__THE PROBLEM__
Scan the records below for the line containing "and clamps to" and the line containing "#[derive(Clone, Copy, PartialEq, Eq, Debug, Serialize)]". Copy both, plus every line between, exactly.

[Collected data]
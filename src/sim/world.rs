/// World: the complete state of a running session.
///
/// ## Level layers
///
///   - `templates`: validated levels. **Never mutated** after load.
///   - `level`    : the runtime copy for the current attempt
///     (tile grid, spawn lists, question-block state).
///
/// Every (re)load builds a fresh runtime and fresh entities, so nothing
/// an attempt does leaks into the next one.
///
/// ## Camera
///
/// Horizontal only. Follows the player with a dead zone and clamps to
/// the world; worlds narrower than the viewport pin the camera at 0.

use serde::Serialize;

use crate::config::GameConfig;
use crate::domain::entity::{Body, Enemy, EnemyKind, Item, ItemKind, Projectile};
use crate::domain::player::Player;
use crate::error::EngineError;
use super::event::GameEvent;
use super::level::{create_level_runtime, LevelRuntime, LevelTemplate};

/// How long the "Find all coins first" notice stays up (s).
const GOAL_NOTICE_SECS: f32 = 1.5;
/// Level name banner on load (s).
const LEVEL_BANNER_SECS: f32 = 2.0;

#[derive(Clone, Copy, PartialEq, Eq, Debug, Serialize)]
#[serde(rename_all = "snake_case")]
pub enum Screen {
    Start,
    Playing,
    LevelComplete,
    GameOver,
    GameComplete,
}

impl Screen {
    /// Screens that only a new run leaves.
    pub fn is_terminal(self) -> bool {
        matches!(self, Screen::Start | Screen::GameOver | Screen::GameComplete)
    }
}

/// Horizontal viewport into the world (pixels).
#[derive(Clone, Debug)]
pub struct Camera {
    pub x: f32,
    pub view_w: f32,
}

impl Camera {
    pub fn new(view_w: f32) -> Self {
        Camera { x: 0.0, view_w: view_w.max(1.0) }
    }

    /// Scroll only when the target leaves the middle 40% of the view.
    pub fn follow(&mut self, target_x: f32, world_w: f32) {
        let margin = self.view_w * 0.3;
        if target_x < self.x + margin {
            self.x = target_x - margin;
        } else if target_x > self.x + self.view_w - margin {
            self.x = target_x - self.view_w + margin;
        }
        self.clamp(world_w);
    }

    /// Snap to centre on the target (level load / respawn).
    pub fn center_on(&mut self, target_x: f32, world_w: f32) {
        self.x = target_x - self.view_w / 2.0;
        self.clamp(world_w);
    }

    fn clamp(&mut self, world_w: f32) {
        self.x = self.x.clamp(0.0, (world_w - self.view_w).max(0.0));
    }
}

pub struct World {
    pub config: GameConfig,
    pub templates: Vec<LevelTemplate>,
    pub level: LevelRuntime,
    pub screen: Screen,

    // ── Entities ──
    pub player: Player,
    pub enemies: Vec<Enemy>,
    pub items: Vec<Item>,
    pub projectiles: Vec<Projectile>,

    // ── Session ──
    pub score: u64,
    pub lives: i32,
    pub time_left: f32,
    pub coins_collected: u32,
    pub tick: u64,

    // ── UI ──
    pub camera: Camera,
    pub message: String,
    pub message_timer: f32,
    pub transition_timer: f32,
    /// Set when something discrete happened outside the step's events
    /// (load, reset) so the next snapshot is not rate limited.
    pub force_snapshot: bool,

    next_id: u32,
}

// ── Construction ──

impl World {
    /// World on the start screen with level 0 loaded for display.
    pub fn new(templates: Vec<LevelTemplate>, config: GameConfig) -> Result<Self, EngineError> {
        let level = create_level_runtime(&templates, 0).ok_or(EngineError::NoLevels)?;
        let player = Player::new(Body::default());
        let mut world = World {
            camera: Camera::new(config.session.view_width),
            lives: config.session.lives,
            config,
            templates,
            level,
            screen: Screen::Start,
            player,
            enemies: vec![],
            items: vec![],
            projectiles: vec![],
            score: 0,
            time_left: 0.0,
            coins_collected: 0,
            tick: 0,
            message: String::new(),
            message_timer: 0.0,
            transition_timer: 0.0,
            force_snapshot: true,
            next_id: 1,
        };
        world.load_level(0, false);
        world.set_message("Press Start", 0.0);
        Ok(world)
    }

    pub fn level_count(&self) -> usize {
        self.templates.len()
    }

    pub fn next_id(&mut self) -> u32 {
        let id = self.next_id;
        self.next_id = self.next_id.wrapping_add(1).max(1);
        id
    }

    /// `duration` 0 = stays until replaced.
    pub fn set_message(&mut self, msg: &str, duration: f32) {
        self.message = msg.to_string();
        self.message_timer = duration;
    }

    pub fn tick_message(&mut self, dt: f32) {
        if self.message_timer > 0.0 {
            self.message_timer -= dt;
            if self.message_timer <= 0.0 {
                self.message_timer = 0.0;
                self.message.clear();
            }
        }
    }
}

// ── Level loading ──

impl World {
    /// Build a fresh runtime for `index` (wrapped) and its entities.
    /// Score and lives are untouched; power survives only if asked.
    pub fn load_level(&mut self, index: i64, preserve_power: bool) {
        let Some(level) = create_level_runtime(&self.templates, index) else { return };
        self.level = level;

        self.enemies.clear();
        self.items.clear();
        self.projectiles.clear();

        let spawns = self.level.enemies.clone();
        for s in spawns {
            let id = self.next_id();
            let enemy = match s.kind {
                EnemyKind::Walker => Enemy::walker(id, s.pos.x, s.pos.y, s.patrol, &self.config),
            };
            self.enemies.push(enemy);
        }
        let spawns = self.level.items.clone();
        for s in spawns {
            let id = self.next_id();
            let item = match s.kind {
                ItemKind::Coin => Item::coin(id, s.pos.x, s.pos.y, &self.config),
                ItemKind::PowerItem => Item::power(id, s.pos.x, s.pos.y, &self.config),
            };
            self.items.push(item);
        }

        let power = self.player.power_level;
        let (sx, sy) = self.spawn_point();
        self.player = Player::new(Body::new(sx, sy, self.config.physics.player_width, self.config.physics.player_height));
        if preserve_power {
            self.player.power_level = power;
        }

        self.time_left = self.level.time_limit;
        self.coins_collected = 0;
        self.transition_timer = 0.0;
        self.camera.center_on(self.player.body.center_x(), self.level.grid.pixel_width());
        let name = self.level.name.clone();
        self.set_message(&name, LEVEL_BANNER_SECS);
        self.force_snapshot = true;
        log::debug!("loaded level {} ({})", self.level.index, self.level.name);
    }

    /// Top-left of the player body standing on the spawn tile.
    pub fn spawn_point(&self) -> (f32, f32) {
        let p = &self.config.physics;
        let b = Body::on_tile(self.level.spawn.x, self.level.spawn.y, p.player_width, p.player_height, p.tile_size);
        (b.x, b.y)
    }

    /// Goal region: the goal tile and the two tiles above it.
    pub fn goal_rect(&self) -> (f32, f32, f32, f32) {
        let ts = self.level.grid.tile_size;
        let gx = self.level.goal.x as f32 * ts;
        let gy = self.level.goal.y as f32 * ts;
        (gx, gy - 2.0 * ts, ts, 3.0 * ts)
    }

    pub fn spawn_projectile(&mut self) -> u32 {
        let id = self.next_id();
        let p = Projectile::fire(id, &self.player.body, self.player.facing, &self.config);
        self.projectiles.push(p);
        id
    }

    pub fn spawn_emerging_power(&mut self, tx: usize, ty: usize) {
        let id = self.next_id();
        let item = Item::emerging_power(id, tx, ty, &self.config);
        self.items.push(item);
    }
}

// ── Session transitions ──

impl World {
    /// Fresh run from level 0: score and lives reset.
    pub fn start_new_run(&mut self, events: &mut Vec<GameEvent>) {
        self.score = 0;
        self.lives = self.config.session.lives;
        self.player.power_level = 0;
        self.load_level(0, false);
        self.screen = Screen::Playing;
        log::info!("new run started");
        events.push(GameEvent::LevelStarted { index: 0 });
    }

    /// Start control: only from the start/end screens.
    pub fn request_start(&mut self, events: &mut Vec<GameEvent>) {
        if self.screen.is_terminal() {
            self.start_new_run(events);
        }
    }

    /// Restart control: reload the current level mid-run (lives, power
    /// and score kept), or begin a new run from the start/end screens.
    pub fn request_restart(&mut self, events: &mut Vec<GameEvent>) {
        if self.screen.is_terminal() {
            self.start_new_run(events);
            return;
        }
        let index = self.level.index;
        self.load_level(index as i64, true);
        self.screen = Screen::Playing;
        log::debug!("restarted level {index}");
        events.push(GameEvent::LevelStarted { index });
    }

    /// Lose a life: game over at zero, otherwise respawn at the spawn tile.
    pub fn lose_life(&mut self, reason: &str, events: &mut Vec<GameEvent>) {
        self.lives -= 1;
        events.push(GameEvent::LifeLost { lives_left: self.lives });
        if self.lives <= 0 {
            self.lives = 0;
            self.screen = Screen::GameOver;
            self.projectiles.clear();
            self.set_message("No lives left", 0.0);
            log::info!("game over with score {}", self.score);
            events.push(GameEvent::GameOver { score: self.score });
            return;
        }

        let (sx, sy) = self.spawn_point();
        let invuln = self.config.physics.respawn_invulnerability;
        self.player.reset(sx, sy, false, invuln);
        self.projectiles.clear();
        self.time_left = self.level.time_limit;
        self.camera.center_on(self.player.body.center_x(), self.level.grid.pixel_width());
        self.set_message(&format!("{reason}  Lives: {}", self.lives), LEVEL_BANNER_SECS);
        self.force_snapshot = true;
    }

    /// Goal reached: bonus, then LevelComplete or GameComplete.
    pub fn complete_level(&mut self, events: &mut Vec<GameEvent>) {
        let s = &self.config.scoring;
        let mut bonus = s.level_bonus + self.time_left.max(0.0).floor() as u64 * s.time_bonus_per_sec;
        if self.level.coin_target > 0 && self.coins_collected >= self.level.coin_target {
            bonus += s.all_coins_bonus;
        }
        self.score += bonus;
        self.projectiles.clear();

        let index = self.level.index;
        events.push(GameEvent::LevelComplete { index, bonus });
        if index + 1 >= self.level_count() {
            self.screen = Screen::GameComplete;
            self.set_message("All levels cleared!", 0.0);
            log::info!("game complete with score {}", self.score);
            events.push(GameEvent::GameComplete { score: self.score });
        } else {
            self.screen = Screen::LevelComplete;
            self.transition_timer = self.config.session.level_transition_secs;
            self.set_message(&format!("Level clear! +{bonus}"), 0.0);
            log::info!("level {index} complete, bonus {bonus}");
        }
    }

    /// Count down the LevelComplete pause, then load the next level.
    pub fn tick_transition(&mut self, dt: f32, events: &mut Vec<GameEvent>) {
        self.transition_timer -= dt;
        if self.transition_timer > 0.0 { return; }
        let next = self.level.index + 1;
        self.load_level(next as i64, true);
        self.screen = Screen::Playing;
        events.push(GameEvent::LevelStarted { index: self.level.index });
    }

    /// Shown while standing in the goal without every coin.
    pub fn notify_missing_coins(&mut self) {
        let msg = format!("Find all coins first ({}/{})", self.coins_collected, self.level.coin_target);
        self.set_message(&msg, GOAL_NOTICE_SECS);
    }
}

__SOLUTION TO THE PROBLEM__
/// Horizontal only. Follows the player with a dead zone and clamps to
/// the world; worlds narrower than the viewport pin the camera at 0.

use serde::Serialize;

use crate::config::GameConfig;
use crate::domain::entity::{Body, Enemy, EnemyKind, Item, ItemKind, Projectile};
use crate::domain::player::Player;
use crate::error::EngineError;
use super::event::GameEvent;
use super::level::{create_level_runtime, LevelRuntime, LevelTemplate};

/// How long the "Find all coins first" notice stays up (s).
const GOAL_NOTICE_SECS: f32 = 1.5;
/// Level name banner on load (s).
const LEVEL_BANNER_SECS: f32 = 2.0;

#[derive(Clone, Copy, PartialEq, Eq, Debug, Serialize)]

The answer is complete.